Content starts

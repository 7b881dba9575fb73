//! Process-scope pair of loggers
//!
//! A [`LoggerContext`] holds the primary-stream logger (`out`) and the
//! error-stream logger (`err`). Code that can take the context as a value
//! should; tests in particular build isolated contexts over memory sinks.
//!
//! For code that needs process-wide access there is a single global slot:
//!
//! 1. Optionally call [`install`] once, early in `main`, with a configured
//!    context. A second call fails with [`LoggerError::AlreadyInitialized`].
//! 2. Use [`global`] (or [`with_out`] / [`with_err`]) anywhere afterwards. If
//!    nothing was installed, the first access installs [`LoggerContext::stdio`].
//!
//! The global context lives for the rest of the process and is never torn
//! down. Each of the two loggers sits behind its own mutex, which is the
//! synchronization needed to reconfigure a logger other threads may be
//! writing through.

use super::{
    error::{LoggerError, Result},
    leveled_logger::LeveledLogger,
};
use parking_lot::{Mutex, MutexGuard};
use std::sync::OnceLock;

#[derive(Debug)]
pub struct LoggerContext {
    pub out: LeveledLogger,
    pub err: LeveledLogger,
}

impl LoggerContext {
    pub fn new(out: LeveledLogger, err: LeveledLogger) -> Self {
        Self { out, err }
    }

    /// `out` bound to standard output, `err` bound to standard error
    pub fn stdio() -> Self {
        Self::new(LeveledLogger::stdout(), LeveledLogger::stderr())
    }

    pub fn flush(&self) -> Result<()> {
        self.out.flush()?;
        self.err.flush()
    }
}

impl Default for LoggerContext {
    fn default() -> Self {
        Self::stdio()
    }
}

/// Process-wide pair of loggers, each behind its own lock.
///
/// The two loggers are independent, so holding one never blocks the other:
/// `with_out` may call `with_err` and the reverse. Locking the same logger
/// twice from one thread still deadlocks.
#[derive(Debug)]
pub struct GlobalContext {
    out: Mutex<LeveledLogger>,
    err: Mutex<LeveledLogger>,
}

impl GlobalContext {
    fn from_context(context: LoggerContext) -> Self {
        let LoggerContext { out, err } = context;
        Self {
            out: Mutex::new(out),
            err: Mutex::new(err),
        }
    }

    /// Lock the primary-stream logger
    pub fn out(&self) -> MutexGuard<'_, LeveledLogger> {
        self.out.lock()
    }

    /// Lock the error-stream logger
    pub fn err(&self) -> MutexGuard<'_, LeveledLogger> {
        self.err.lock()
    }

    pub fn flush(&self) -> Result<()> {
        self.out().flush()?;
        self.err().flush()
    }
}

static GLOBAL: OnceLock<GlobalContext> = OnceLock::new();

/// Install `context` as the process-wide context
pub fn install(context: LoggerContext) -> Result<()> {
    let mut pending = Some(context);
    GLOBAL.get_or_init(|| GlobalContext::from_context(pending.take().unwrap_or_default()));
    match pending {
        None => Ok(()),
        Some(_) => Err(LoggerError::AlreadyInitialized),
    }
}

/// The process-wide context, installing the stdio default on first use
pub fn global() -> &'static GlobalContext {
    GLOBAL.get_or_init(|| GlobalContext::from_context(LoggerContext::stdio()))
}

/// True once a context has been installed, explicitly or by first use
pub fn is_installed() -> bool {
    GLOBAL.get().is_some()
}

/// Run `f` with the global primary-stream logger
pub fn with_out<R>(f: impl FnOnce(&mut LeveledLogger) -> R) -> R {
    f(&mut *global().out())
}

/// Run `f` with the global error-stream logger
pub fn with_err<R>(f: impl FnOnce(&mut LeveledLogger) -> R) -> R {
    f(&mut *global().err())
}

Content ends

The whole listing above needs to be reproduced exactly.

*Solution for this problem*:
repository 7b881dba9575fb73
//! Process-scope pair of loggers
//!
//! A [`LoggerContext`] holds the primary-stream logger (`out`) and the
//! error-stream logger (`err`). Code that can take the context as a value
//! should; tests in particular build isolated contexts over memory sinks.
//!
//! For code that needs process-wide access there is a single global slot:
//!
//! 1. Optionally call [`install`] once, early in `main`, with a configured
//!    context. A second call fails with [`LoggerError::AlreadyInitialized`].
//! 2. Use [`global`] (or [`with_out`] / [`with_err`]) anywhere afterwards. If
//!    nothing was installed, the first access installs [`LoggerContext::stdio`].
//!
//! The global context lives for the rest of the process and is never torn
//! down. Each of the two loggers sits behind its own mutex, which is the
//! synchronization needed to reconfigure a logger other threads may be
//! writing through.

use super::{
    error::{LoggerError, Result},
    leveled_logger::LeveledLogger,
};
use parking_lot::{Mutex, MutexGuard};
use std::sync::OnceLock;

#[derive(Debug)]
pub struct LoggerContext {
    pub out: LeveledLogger,
    pub err: LeveledLogger,
}

impl LoggerContext {
    pub fn new(out: LeveledLogger, err: LeveledLogger) -> Self {
        Self { out, err }
    }

    /// `out` bound to standard output, `err` bound to standard error
    pub fn stdio() -> Self {
        Self::new(LeveledLogger::stdout(), LeveledLogger::stderr())
    }

    pub fn flush(&self) -> Result<()> {
        self.out.flush()?;
        self.err.flush()
    }
}

impl Default for LoggerContext {
    fn default() -> Self {
        Self::stdio()
    }
}

/// Process-wide pair of loggers, each behind its own lock.
///
/// The two loggers are independent, so holding one never blocks the other:
/// `with_out` may call `with_err` and the reverse. Locking the same logger
/// twice from one thread still deadlocks.
#[derive(Debug)]
pub struct GlobalContext {
    out: Mutex<LeveledLogger>,
    err: Mutex<LeveledLogger>,
}

impl GlobalContext {
    fn from_context(context: LoggerContext) -> Self {
        let LoggerContext { out, err } = context;
        Self {
            out: Mutex::new(out),
            err: Mutex::new(err),
        }
    }

    /// Lock the primary-stream logger
    pub fn out(&self) -> MutexGuard<'_, LeveledLogger> {
        self.out.lock()
    }

    /// Lock the error-stream logger
    pub fn err(&self) -> MutexGuard<'_, LeveledLogger> {
        self.err.lock()
    }

    pub fn flush(&self) -> Result<()> {
        self.out().flush()?;
        self.err().flush()
    }
}

static GLOBAL: OnceLock<GlobalContext> = OnceLock::new();

/// Install `context` as the process-wide context
pub fn install(context: LoggerContext) -> Result<()> {
    let mut pending = Some(context);
    GLOBAL.get_or_init(|| GlobalContext::from_context(pending.take().unwrap_or_default()));
    match pending {
        None => Ok(()),
        Some(_) => Err(LoggerError::AlreadyInitialized),
    }
}

/// The process-wide context, installing the stdio default on first use
pub fn global() -> &'static GlobalContext {
    GLOBAL.get_or_init(|| GlobalContext::from_context(LoggerContext::stdio()))
}

/// True once a context has been installed, explicitly or by first use
pub fn is_installed() -> bool {
    GLOBAL.get().is_some()
}

/// Run `f` with the global primary-stream logger
pub fn with_out<R>(f: impl FnOnce(&mut LeveledLogger) -> R) -> R {
    f(&mut *global().out())
}

/// Run `f` with the global error-stream logger
pub fn with_err<R>(f: impl FnOnce(&mut LeveledLogger) -> R) -> R {
    f(&mut *global().err())
}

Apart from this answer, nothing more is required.